Melanoma (Skin) Clinical Trial

Official title:
A Study of Subcutaneous "CYT 99 007" (Interleukin-7) in Conjunction With Peptide Immunization in Patients With Metastatic Melanoma

Clinical Trial Summary

RATIONALE: Interleukin-7 may stimulate a person's white blood cells to kill tumor cells. Vaccines made from peptides may make the body build an immune response to kill tumor cells.

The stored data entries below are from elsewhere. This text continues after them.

//! Stage handlers and the trait tying each job type to its handler.

pub mod analyze;
pub mod download;
pub mod render;
pub mod transcribe;

use std::future::Future;
use std::sync::Arc;

use tracing::error;

use klip_db::VideoRepo;
use klip_queue::{AnalyzeJob, DownloadJob, QueueJob, RenderJob, TranscribeJob};

use crate::context::WorkerContext;
use crate::error::WorkerResult;

/// One pipeline stage: how to process a job, and how to fail the owning
/// entity when the job is abandoned (terminal error or retry exhaustion).
pub trait StageJob: QueueJob + Clone + Send + 'static {
    fn process(
        ctx: Arc<WorkerContext>,
        job: Self,
    ) -> impl Future<Output = WorkerResult<()>> + Send;

    fn fail_entity(
        ctx: Arc<WorkerContext>,
        job: Self,
        error: String,
    ) -> impl Future<Output = ()> + Send;
}

async fn fail_video(ctx: &WorkerContext, video_id: &str, error: &str) {
    if let Err(e) = VideoRepo::mark_failed(&ctx.pool, video_id, error).await {
        error!(video_id, error = %e, "failed to mark video failed");
    }
}

impl StageJob for DownloadJob {
    async fn process(ctx: Arc<WorkerContext>, job: Self) -> WorkerResult<()> {
        download::run(&ctx, &job).await
    }

    async fn fail_entity(ctx: Arc<WorkerContext>, job: Self, error: String) {
        fail_video(&ctx, &job.video_id, &error).await;
    }
}

impl StageJob for TranscribeJob {
    async fn process(ctx: Arc<WorkerContext>, job: Self) -> WorkerResult<()> {
        transcribe::run(&ctx, &job).await
    }

    async fn fail_entity(ctx: Arc<WorkerContext>, job: Self, error: String) {
        fail_video(&ctx, &job.video_id, &error).await;
    }
}

impl StageJob for AnalyzeJob {
    async fn process(ctx: Arc<WorkerContext>, job: Self) -> WorkerResult<()> {
        analyze::run(&ctx, &job).await
    }

    async fn fail_entity(ctx: Arc<WorkerContext>, job: Self, error: String) {
        fail_video(&ctx, &job.video_id, &error).await;
    }
}

impl StageJob for RenderJob {
    async fn process(ctx: Arc<WorkerContext>, job: Self) -> WorkerResult<()> {
        render::run(&ctx, &job).await
    }

    async fn fail_entity(ctx: Arc<WorkerContext>, job: Self, error: String) {
        if let Err(e) = render::fail_clip(&ctx, &job, &error).await {
            error!(clip_id = %job.clip_id, error = %e, "failed to mark clip failed");
        }
    }
}
//! Audio extraction and chunking for speech-to-text upload.

use std::path::{Path, PathBuf};
use tracing::{debug, info};

use crate::command::{FfmpegCommand, FfmpegRunner};
use crate::error::{MediaError, MediaResult};
use crate::probe::{format_duration, get_duration};

/// Chunk length for STT upload. Providers cap request size, and shorter
/// chunks keep per-request timeouts meaningful.
pub const CHUNK_DURATION_SECS: f64 = 180.0;

/// Timeout for a single extraction or chunk encode.
const AUDIO_TIMEOUT_SECS: u64 = 120;

/// One encoded audio chunk, positioned in source time.
#[derive(Debug, Clone)]
pub struct AudioChunk {
    /// Path to the encoded MP3
    pub path: PathBuf,
    /// Offset of this chunk from the start of the source, in seconds
    pub start_offset: f64,
    /// Chunk duration in seconds
    pub duration: f64,
}

/// Extract the audio track as mono 16 kHz WAV, the format STT models expect.
pub async fn extract_audio(
    input: impl AsRef<Path>,
    output: impl AsRef<Path>,
) -> MediaResult<()> {
    let input = input.as_ref();
    if !input.exists() {
        return Err(MediaError::FileNotFound(input.to_path_buf()));
    }

    let cmd = FfmpegCommand::new(input, output.as_ref())
        .no_video()
        .output_args(["-ac", "1", "-ar", "16000"]);

    FfmpegRunner::new()
        .with_timeout(AUDIO_TIMEOUT_SECS)
        .run(&cmd)
        .await?;

    debug!(input = %input.display(), "extracted mono 16kHz audio");
    Ok(())
}

/// Split an audio file into fixed-length MP3 chunks for upload.
///
/// Each chunk is encoded with libmp3lame at quality 2. The final chunk may
/// be shorter than [`CHUNK_DURATION_SECS`].
pub async fn split_audio(
    input: impl AsRef<Path>,
    output_dir: impl AsRef<Path>,
) -> MediaResult<Vec<AudioChunk>> {
    let input = input.as_ref();
    let output_dir = output_dir.as_ref();

    let total_duration = get_duration_audio(input).await?;

    let mut chunks = Vec::new();
    let mut offset = 0.0;
    let mut index = 0usize;

    while offset < total_duration {
        let duration = (total_duration - offset).min(CHUNK_DURATION_SECS);
        let chunk_path = output_dir.join(format!("chunk_{index:04}.mp3"));

        let cmd = FfmpegCommand::new(input, &chunk_path)
            .seek(offset)
            .duration(duration)
            .audio_codec("libmp3lame")
            .output_args(["-q:a", "2"]);

        FfmpegRunner::new()
            .with_timeout(AUDIO_TIMEOUT_SECS)
            .run(&cmd)
            .await?;

        chunks.push(AudioChunk {
            path: chunk_path,
            start_offset: offset,
            duration,
        });

        offset += CHUNK_DURATION_SECS;
        index += 1;
    }

    info!(
        chunks = chunks.len(),
        total_duration, "split audio for transcription"
    );
    Ok(chunks)
}

/// Duration of an audio-only file. ffprobe reports it in the format block,
/// so fall back to a format-only read when the video probe rejects the file.
async fn get_duration_audio(path: &Path) -> MediaResult<f64> {
    match get_duration(path).await {
        Ok(d) => Ok(d),
        Err(MediaError::InvalidVideo(_)) => format_duration(path).await,
        Err(e) => Err(e),
    }
}

#[cfg(test)]
mod tests {
    use super::*;

    #[test]
    fn chunk_plan_covers_total_duration() {
        // 400s of audio at 180s chunks: offsets 0, 180, 360 with the last
        // chunk 40s long.
        let total: f64 = 400.0;
        let mut offsets = Vec::new();
        let mut offset = 0.0;
        while offset < total {
            offsets.push((offset, (total - offset).min(CHUNK_DURATION_SECS)));
            offset += CHUNK_DURATION_SECS;
        }
        assert_eq!(offsets.len(), 3);
        assert_eq!(offsets[0], (0.0, 180.0));
        assert_eq!(offsets[1], (180.0, 180.0));
        assert_eq!(offsets[2], (360.0, 40.0));
    }
}
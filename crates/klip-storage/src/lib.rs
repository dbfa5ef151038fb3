//! S3-compatible object storage for source videos, rendered clips and
//! thumbnails, plus the deterministic key scheme.

pub mod client;
pub mod error;
pub mod paths;

pub use client::{StorageClient, StorageConfig};
pub use error::{StorageError, StorageResult};
pub use paths::{clip_key, source_key, thumbnail_key};
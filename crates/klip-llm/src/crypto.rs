//! At-rest encryption for cached provider keys.
//!
//! AES-256-GCM with a 12-byte nonce and 16-byte tag. The wire format is
//! `iv:ciphertext:tag`, all hex-encoded, so entries are printable and can
//! be stored in Redis string values.

use aes_gcm::aead::{Aead, KeyInit, OsRng};
use aes_gcm::{AeadCore, Aes256Gcm, Key, Nonce};

use crate::error::{LlmError, LlmResult};

const IV_LEN: usize = 12;
const TAG_LEN: usize = 16;

fn load_key(secret_hex: &str) -> LlmResult<Key<Aes256Gcm>> {
    let bytes = hex::decode(secret_hex)
        .map_err(|_| LlmError::InvalidSecret("secret is not valid hex".to_string()))?;
    if bytes.len() != 32 {
        return Err(LlmError::InvalidSecret(
            "secret must be 32 bytes (64 hex characters)".to_string(),
        ));
    }
    Ok(*Key::<Aes256Gcm>::from_slice(&bytes))
}

/// Encrypt a plaintext token with the platform secret.
pub fn encrypt_token(plaintext: &str, secret_hex: &str) -> LlmResult<String> {
    let key = load_key(secret_hex)?;
    let cipher = Aes256Gcm::new(&key);
    let nonce = Aes256Gcm::generate_nonce(&mut OsRng);

    let sealed = cipher
        .encrypt(&nonce, plaintext.as_bytes())
        .map_err(|_| LlmError::Crypto("encryption failed".to_string()))?;

    // aes-gcm appends the tag to the ciphertext; split it back out to
    // keep the three-part storage format.
    let (ciphertext, tag) = sealed.split_at(sealed.len() - TAG_LEN);
    Ok(format!(
        "{}:{}:{}",
        hex::encode(nonce),
        hex::encode(ciphertext),
        hex::encode(tag)
    ))
}

/// Decrypt a token previously produced by [`encrypt_token`].
pub fn decrypt_token(encrypted: &str, secret_hex: &str) -> LlmResult<String> {
    let key = load_key(secret_hex)?;

    let parts: Vec<&str> = encrypted.split(':').collect();
    if parts.len() != 3 {
        return Err(LlmError::Crypto(
            "invalid token format, expected iv:ciphertext:tag".to_string(),
        ));
    }

    let iv = hex::decode(parts[0]).map_err(|_| LlmError::Crypto("bad iv hex".to_string()))?;
    let ciphertext =
        hex::decode(parts[1]).map_err(|_| LlmError::Crypto("bad ciphertext hex".to_string()))?;
    let tag = hex::decode(parts[2]).map_err(|_| LlmError::Crypto("bad tag hex".to_string()))?;

    if iv.len() != IV_LEN {
        return Err(LlmError::Crypto(format!("invalid iv length: {}", iv.len())));
    }
    if tag.len() != TAG_LEN {
        return Err(LlmError::Crypto(format!("invalid tag length: {}", tag.len())));
    }

    let cipher = Aes256Gcm::new(&key);
    let mut sealed = ciphertext;
    sealed.extend_from_slice(&tag);

    let plaintext = cipher
        .decrypt(Nonce::from_slice(&iv), sealed.as_ref())
        .map_err(|_| LlmError::Crypto("decryption failed".to_string()))?;

    String::from_utf8(plaintext).map_err(|_| LlmError::Crypto("plaintext is not UTF-8".to_string()))
}

#[cfg(test)]
mod tests {
    use super::*;

    const SECRET: &str = "0123456789abcdef0123456789abcdef0123456789abcdef0123456789abcdef";

    #[test]
    fn round_trip() {
        let token = "sk-user-provided-key-42";
        let encrypted = encrypt_token(token, SECRET).unwrap();
        assert_ne!(encrypted, token);
        assert!(!encrypted.contains(token));
        assert_eq!(decrypt_token(&encrypted, SECRET).unwrap(), token);
    }

    #[test]
    fn each_encryption_uses_a_fresh_nonce() {
        let a = encrypt_token("key", SECRET).unwrap();
        let b = encrypt_token("key", SECRET).unwrap();
        assert_ne!(a, b);
    }

    #[test]
    fn rejects_short_secret() {
        let err = encrypt_token("key", "deadbeef").unwrap_err();
        assert!(matches!(err, LlmError::InvalidSecret(_)));
    }

    #[test]
    fn rejects_wrong_secret() {
        let other = "f".repeat(64);
        let encrypted = encrypt_token("key", SECRET).unwrap();
        let err = decrypt_token(&encrypted, &other).unwrap_err();
        assert!(matches!(err, LlmError::Crypto(_)));
    }

    #[test]
    fn rejects_tampered_ciphertext() {
        let encrypted = encrypt_token("key", SECRET).unwrap();
        let mut parts: Vec<String> = encrypted.split(':').map(String::from).collect();
        parts[1] = parts[1].replace(&parts[1][0..1].to_string(), "0");
        let tampered = parts.join(":");
        // Either the hex flip is a no-op (same char) or the tag check fails.
        if tampered != encrypted {
            assert!(decrypt_token(&tampered, SECRET).is_err());
        }
    }

    #[test]
    fn rejects_malformed_input() {
        assert!(decrypt_token("not-three-parts", SECRET).is_err());
        assert!(decrypt_token("aa:bb", SECRET).is_err());
    }
}
pub mod clip_repo;
pub mod transcript_repo;
pub mod usage_repo;
pub mod video_repo;

pub use clip_repo::ClipRepo;
pub use transcript_repo::TranscriptRepo;
pub use usage_repo::UsageRepo;
pub use video_repo::VideoRepo;
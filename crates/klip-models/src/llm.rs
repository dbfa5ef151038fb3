//! LLM routing enums shared between the router and the analysis engine.

use schemars::JsonSchema;
use serde::{Deserialize, Serialize};
use std::fmt;

use crate::plan::PlanTier;

/// Model routing strategy (data residency).
#[derive(Debug, Clone, Copy, PartialEq, Eq, Hash, Serialize, Deserialize, JsonSchema, Default)]
#[serde(rename_all = "lowercase")]
pub enum LlmStrategy {
    /// Russia-hosted OpenAI-compatible endpoint
    #[default]
    Ru,
    /// Gemini/Anthropic/OpenAI
    Global,
}

impl fmt::Display for LlmStrategy {
    fn fmt(&self, f: &mut fmt::Formatter<'_>) -> fmt::Result {
        match self {
            LlmStrategy::Ru => write!(f, "ru"),
            LlmStrategy::Global => write!(f, "global"),
        }
    }
}

/// What the router is being asked to do. Each variant carries only the
/// routing inputs that matter for its tier selection.
#[derive(Debug, Clone, PartialEq, Serialize, Deserialize, JsonSchema)]
#[serde(tag = "task", rename_all = "snake_case")]
pub enum LlmTask {
    MomentSelection {
        /// Estimated transcript token count
        token_count: u32,
        plan: PlanTier,
    },
    ViralityScoring {
        plan: PlanTier,
        /// Total score of a previous attempt, for quality retries
        previous_score: Option<u8>,
    },
    TitleGeneration,
    CtaSuggestion,
}

impl LlmTask {
    pub fn name(&self) -> &'static str {
        match self {
            LlmTask::MomentSelection { .. } => "moment_selection",
            LlmTask::ViralityScoring { .. } => "virality_scoring",
            LlmTask::TitleGeneration => "title_generation",
            LlmTask::CtaSuggestion => "cta_suggestion",
        }
    }
}

/// A cost/quality bracket of model selection (not a subscription plan).
#[derive(Debug, Clone, Copy, PartialEq, Eq, PartialOrd, Ord, Hash, Serialize, Deserialize, JsonSchema)]
#[serde(rename_all = "lowercase")]
pub enum LlmTier {
    Tier0,
    Tier1,
    Tier2,
    Tier3,
}

impl fmt::Display for LlmTier {
    fn fmt(&self, f: &mut fmt::Formatter<'_>) -> fmt::Result {
        match self {
            LlmTier::Tier0 => write!(f, "tier0"),
            LlmTier::Tier1 => write!(f, "tier1"),
            LlmTier::Tier2 => write!(f, "tier2"),
            LlmTier::Tier3 => write!(f, "tier3"),
        }
    }
}

/// Concrete model resolution for a (strategy, tier) pair.
#[derive(Debug, Clone, PartialEq, Serialize, Deserialize, JsonSchema)]
pub struct ModelConfig {
    /// Provider key ("cloudru", "google", "anthropic", "openai")
    pub provider: String,
    /// Model name passed to the provider
    pub model: String,
    /// Kopecks per million input tokens
    pub cost_input: f64,
    /// Kopecks per million output tokens
    pub cost_output: f64,
}

/// Speech-to-text model resolution per strategy.
#[derive(Debug, Clone, PartialEq, Serialize, Deserialize, JsonSchema)]
pub struct SttConfig {
    pub provider: String,
    pub model: String,
}
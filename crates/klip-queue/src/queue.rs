//! Redis Streams job queue, one stream per pipeline stage.

use redis::AsyncCommands;
use tracing::{debug, info, warn};

use crate::error::{QueueError, QueueResult};
use crate::job::{QueueJob, Stage};

/// Dedup keys outlive any sane enqueue burst but not a re-run a day later.
const DEDUP_TTL_SECS: u64 = 3600;

/// Retry counters expire after a day.
const RETRY_TTL_SECS: i64 = 86400;

/// How many pending entries one claim scan inspects.
const PENDING_SCAN_LIMIT: usize = 50;

/// Cap on backoff doublings so a much-redelivered message still comes
/// back within the retry budget.
const MAX_BACKOFF_DOUBLINGS: u64 = 5;

/// Queue configuration.
#[derive(Debug, Clone)]
pub struct QueueConfig {
    pub redis_url: String,
    /// Prefix for stream, group, dedup and retry keys
    pub namespace: String,
    pub consumer_group: String,
    /// Max delivery attempts before the DLQ
    pub max_retries: u32,
}

impl Default for QueueConfig {
    fn default() -> Self {
        Self {
            redis_url: "redis://localhost:6379".to_string(),
            namespace: "klip".to_string(),
            consumer_group: "klip:workers".to_string(),
            max_retries: 3,
        }
    }
}

impl QueueConfig {
    /// Create config from environment variables.
    pub fn from_env() -> Self {
        let defaults = Self::default();
        Self {
            redis_url: std::env::var("REDIS_URL").unwrap_or(defaults.redis_url),
            namespace: std::env::var("QUEUE_NAMESPACE").unwrap_or(defaults.namespace),
            consumer_group: std::env::var("QUEUE_CONSUMER_GROUP")
                .unwrap_or(defaults.consumer_group),
            max_retries: std::env::var("QUEUE_MAX_RETRIES")
                .ok()
                .and_then(|s| s.parse().ok())
                .unwrap_or(defaults.max_retries),
        }
    }
}

/// A consumed message awaiting ack.
#[derive(Debug, Clone)]
pub struct Delivery<J> {
    pub message_id: String,
    pub job: J,
}

/// Job queue client.
#[derive(Clone)]
pub struct JobQueue {
    client: redis::Client,
    config: QueueConfig,
}

impl JobQueue {
    pub fn new(config: QueueConfig) -> QueueResult<Self> {
        let client = redis::Client::open(config.redis_url.as_str())?;
        Ok(Self { client, config })
    }

    /// Create from environment variables.
    pub fn from_env() -> QueueResult<Self> {
        Self::new(QueueConfig::from_env())
    }

    fn stream_name(&self, stage: Stage) -> String {
        format!("{}:jobs:{}", self.config.namespace, stage)
    }

    fn dlq_name(&self, stage: Stage) -> String {
        format!("{}:dlq:{}", self.config.namespace, stage)
    }

    /// Create the consumer group on every stage stream.
    pub async fn init(&self) -> QueueResult<()> {
        let mut conn = self.client.get_multiplexed_async_connection().await?;

        for stage in Stage::ALL {
            let result: Result<(), redis::RedisError> = redis::cmd("XGROUP")
                .arg("CREATE")
                .arg(self.stream_name(stage))
                .arg(&self.config.consumer_group)
                .arg("$")
                .arg("MKSTREAM")
                .query_async(&mut conn)
                .await;

            match result {
                Ok(_) => info!(%stage, group = %self.config.consumer_group, "created consumer group"),
                Err(e) if e.to_string().contains("BUSYGROUP") => {
                    debug!(%stage, "consumer group already exists");
                }
                Err(e) => return Err(QueueError::Redis(e)),
            }
        }
        Ok(())
    }

    /// Enqueue a job onto its stage stream, rejecting duplicates by
    /// idempotency key.
    pub async fn enqueue<J: QueueJob>(&self, job: &J) -> QueueResult<String> {
        job.validate()?;
        let mut conn = self.client.get_multiplexed_async_connection().await?;

        let payload = serde_json::to_string(job)?;
        let idempotency_key = job.idempotency_key();
        let dedup_key = format!("{}:dedup:{}", self.config.namespace, idempotency_key);

        // SET NX takes the dedup key atomically; two concurrent enqueues
        // of the same job cannot both pass.
        let acquired: bool = redis::cmd("SET")
            .arg(&dedup_key)
            .arg("1")
            .arg("NX")
            .arg("EX")
            .arg(DEDUP_TTL_SECS)
            .query_async(&mut conn)
            .await?;
        if !acquired {
            warn!(key = %idempotency_key, "duplicate job rejected");
            return Err(QueueError::enqueue_failed(format!(
                "duplicate job: {idempotency_key}"
            )));
        }

        let xadd = redis::cmd("XADD")
            .arg(self.stream_name(J::STAGE))
            .arg("*")
            .arg("job")
            .arg(&payload)
            .arg("key")
            .arg(&idempotency_key)
            .query_async::<String>(&mut conn)
            .await;
        let message_id = match xadd {
            Ok(id) => id,
            Err(e) => {
                // Release the key so the job can be enqueued again.
                conn.del::<_, ()>(&dedup_key).await.ok();
                return Err(QueueError::Redis(e));
            }
        };

        info!(stage = %J::STAGE, job_id = job.job_id(), message_id, "enqueued job");
        Ok(message_id)
    }

    /// Read new jobs for a stage. Malformed payloads are acked away so
    /// they can never wedge the stream.
    pub async fn consume<J: QueueJob>(
        &self,
        consumer_name: &str,
        block_ms: u64,
        count: usize,
    ) -> QueueResult<Vec<Delivery<J>>> {
        let mut conn = self.client.get_multiplexed_async_connection().await?;

        let reply: redis::streams::StreamReadReply = redis::cmd("XREADGROUP")
            .arg("GROUP")
            .arg(&self.config.consumer_group)
            .arg(consumer_name)
            .arg("COUNT")
            .arg(count)
            .arg("BLOCK")
            .arg(block_ms)
            .arg("STREAMS")
            .arg(self.stream_name(J::STAGE))
            .arg(">")
            .query_async(&mut conn)
            .await?;

        let mut deliveries = Vec::new();
        for stream_key in reply.keys {
            for entry in stream_key.ids {
                let message_id = entry.id.clone();
                let Some(redis::Value::BulkString(payload)) = entry.map.get("job") else {
                    warn!(message_id, "stream entry without job field");
                    self.ack(J::STAGE, &message_id).await.ok();
                    continue;
                };
                match serde_json::from_slice::<J>(payload) {
                    Ok(job) => {
                        debug!(stage = %J::STAGE, job_id = job.job_id(), "consumed job");
                        deliveries.push(Delivery { message_id, job });
                    }
                    Err(e) => {
                        warn!(message_id, error = %e, "unparseable job payload, acking away");
                        self.ack(J::STAGE, &message_id).await.ok();
                    }
                }
            }
        }
        Ok(deliveries)
    }

    /// Claim messages stuck pending longer than their redelivery
    /// threshold (crashed worker recovery). The threshold starts at
    /// `min_idle_ms` and doubles with each delivery, so retries back off
    /// exponentially.
    pub async fn claim_stale<J: QueueJob>(
        &self,
        consumer_name: &str,
        min_idle_ms: u64,
        count: usize,
    ) -> QueueResult<Vec<Delivery<J>>> {
        let mut conn = self.client.get_multiplexed_async_connection().await?;

        let pending: redis::streams::StreamPendingCountReply = redis::cmd("XPENDING")
            .arg(self.stream_name(J::STAGE))
            .arg(&self.config.consumer_group)
            .arg("-")
            .arg("+")
            .arg(PENDING_SCAN_LIMIT)
            .query_async(&mut conn)
            .await?;

        let due: Vec<&str> = pending
            .ids
            .iter()
            .filter(|p| {
                p.last_delivered_ms as u64
                    >= redelivery_threshold_ms(min_idle_ms, p.times_delivered as u64)
            })
            .map(|p| p.id.as_str())
            .take(count)
            .collect();
        if due.is_empty() {
            return Ok(Vec::new());
        }

        let mut claim = redis::cmd("XCLAIM");
        claim
            .arg(self.stream_name(J::STAGE))
            .arg(&self.config.consumer_group)
            .arg(consumer_name)
            .arg(min_idle_ms);
        for id in &due {
            claim.arg(id);
        }
        let reply: redis::streams::StreamClaimReply = claim.query_async(&mut conn).await?;

        let mut deliveries = Vec::new();
        for entry in reply.ids {
            let message_id = entry.id.clone();
            let Some(redis::Value::BulkString(payload)) = entry.map.get("job") else {
                self.ack(J::STAGE, &message_id).await.ok();
                continue;
            };
            match serde_json::from_slice::<J>(payload) {
                Ok(job) => {
                    info!(stage = %J::STAGE, job_id = job.job_id(), "claimed stale job");
                    deliveries.push(Delivery { message_id, job });
                }
                Err(e) => {
                    warn!(message_id, error = %e, "unparseable claimed payload, acking away");
                    self.ack(J::STAGE, &message_id).await.ok();
                }
            }
        }
        Ok(deliveries)
    }

    /// Drop a job's dedup key so the same logical work can be enqueued
    /// again before the TTL would have released it.
    pub async fn clear_dedup<J: QueueJob>(&self, job: &J) -> QueueResult<()> {
        let mut conn = self.client.get_multiplexed_async_connection().await?;
        let dedup_key = format!("{}:dedup:{}", self.config.namespace, job.idempotency_key());
        conn.del::<_, ()>(&dedup_key).await?;
        Ok(())
    }

    /// Acknowledge and delete a message.
    pub async fn ack(&self, stage: Stage, message_id: &str) -> QueueResult<()> {
        let mut conn = self.client.get_multiplexed_async_connection().await?;

        redis::cmd("XACK")
            .arg(self.stream_name(stage))
            .arg(&self.config.consumer_group)
            .arg(message_id)
            .query_async::<()>(&mut conn)
            .await?;
        redis::cmd("XDEL")
            .arg(self.stream_name(stage))
            .arg(message_id)
            .query_async::<()>(&mut conn)
            .await?;

        debug!(%stage, message_id, "acked");
        Ok(())
    }

    /// Park a job in the stage DLQ and ack the original.
    pub async fn dlq<J: QueueJob>(
        &self,
        delivery: &Delivery<J>,
        error: &str,
    ) -> QueueResult<()> {
        let mut conn = self.client.get_multiplexed_async_connection().await?;
        let payload = serde_json::to_string(&delivery.job)?;

        redis::cmd("XADD")
            .arg(self.dlq_name(J::STAGE))
            .arg("*")
            .arg("job")
            .arg(&payload)
            .arg("error")
            .arg(error)
            .arg("original_id")
            .arg(&delivery.message_id)
            .query_async::<()>(&mut conn)
            .await?;

        self.ack(J::STAGE, &delivery.message_id).await?;
        warn!(stage = %J::STAGE, job_id = delivery.job.job_id(), error, "job parked in DLQ");
        Ok(())
    }

    /// Delivery attempts recorded so far for a message.
    pub async fn retry_count(&self, stage: Stage, message_id: &str) -> QueueResult<u32> {
        let mut conn = self.client.get_multiplexed_async_connection().await?;
        let key = format!("{}:retry:{}:{}", self.config.namespace, stage, message_id);
        let count: Option<u32> = conn.get(&key).await?;
        Ok(count.unwrap_or(0))
    }

    /// Bump the retry counter, returning the new value.
    pub async fn increment_retry(&self, stage: Stage, message_id: &str) -> QueueResult<u32> {
        let mut conn = self.client.get_multiplexed_async_connection().await?;
        let key = format!("{}:retry:{}:{}", self.config.namespace, stage, message_id);
        let count: u32 = conn.incr(&key, 1).await?;
        conn.expire::<_, ()>(&key, RETRY_TTL_SECS).await?;
        Ok(count)
    }

    pub fn max_retries(&self) -> u32 {
        self.config.max_retries
    }

    /// Stage stream length, for monitoring.
    pub async fn len(&self, stage: Stage) -> QueueResult<u64> {
        let mut conn = self.client.get_multiplexed_async_connection().await?;
        let len: u64 = conn.xlen(self.stream_name(stage)).await?;
        Ok(len)
    }

    /// Stage DLQ length, for monitoring.
    pub async fn dlq_len(&self, stage: Stage) -> QueueResult<u64> {
        let mut conn = self.client.get_multiplexed_async_connection().await?;
        let len: u64 = conn.xlen(self.dlq_name(stage)).await?;
        Ok(len)
    }
}

/// Minimum idle time before a message with `times_delivered` deliveries
/// may be claimed again: `base_ms * 2^(deliveries - 1)`, capped.
fn redelivery_threshold_ms(base_ms: u64, times_delivered: u64) -> u64 {
    let doublings = times_delivered.saturating_sub(1).min(MAX_BACKOFF_DOUBLINGS);
    base_ms.saturating_mul(1u64 << doublings)
}

#[cfg(test)]
mod tests {
    use super::*;

    #[test]
    fn redelivery_backoff_doubles_per_delivery() {
        assert_eq!(redelivery_threshold_ms(300_000, 0), 300_000);
        assert_eq!(redelivery_threshold_ms(300_000, 1), 300_000);
        assert_eq!(redelivery_threshold_ms(300_000, 2), 600_000);
        assert_eq!(redelivery_threshold_ms(300_000, 3), 1_200_000);
    }

    #[test]
    fn redelivery_backoff_is_capped() {
        let capped = redelivery_threshold_ms(300_000, 100);
        assert_eq!(capped, 300_000 * (1 << MAX_BACKOFF_DOUBLINGS));

        // Saturates instead of overflowing on absurd bases.
        assert_eq!(redelivery_threshold_ms(u64::MAX, 3), u64::MAX);
    }
}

Combining interleukin-7 with vaccine therapy may kill more tumor cells.

PURPOSE: This phase I trial is studying the side effects and best dose of interleukin-7 when given with vaccine therapy in treating patients with metastatic melanoma.

Clinical Trial Description

OBJECTIVES:

Primary

- Determine the maximum tolerated dose of interleukin-7 (IL-7) when administered with melanoma peptide vaccine emulsified in Montanide ISA-51 in patients with metastatic melanoma.

- Determine the safety of this regimen in these patients.

Secondary

- Determine the biological effects of this regimen on T-cell function and phenotype at various doses and at the optimal biological dose in these patients.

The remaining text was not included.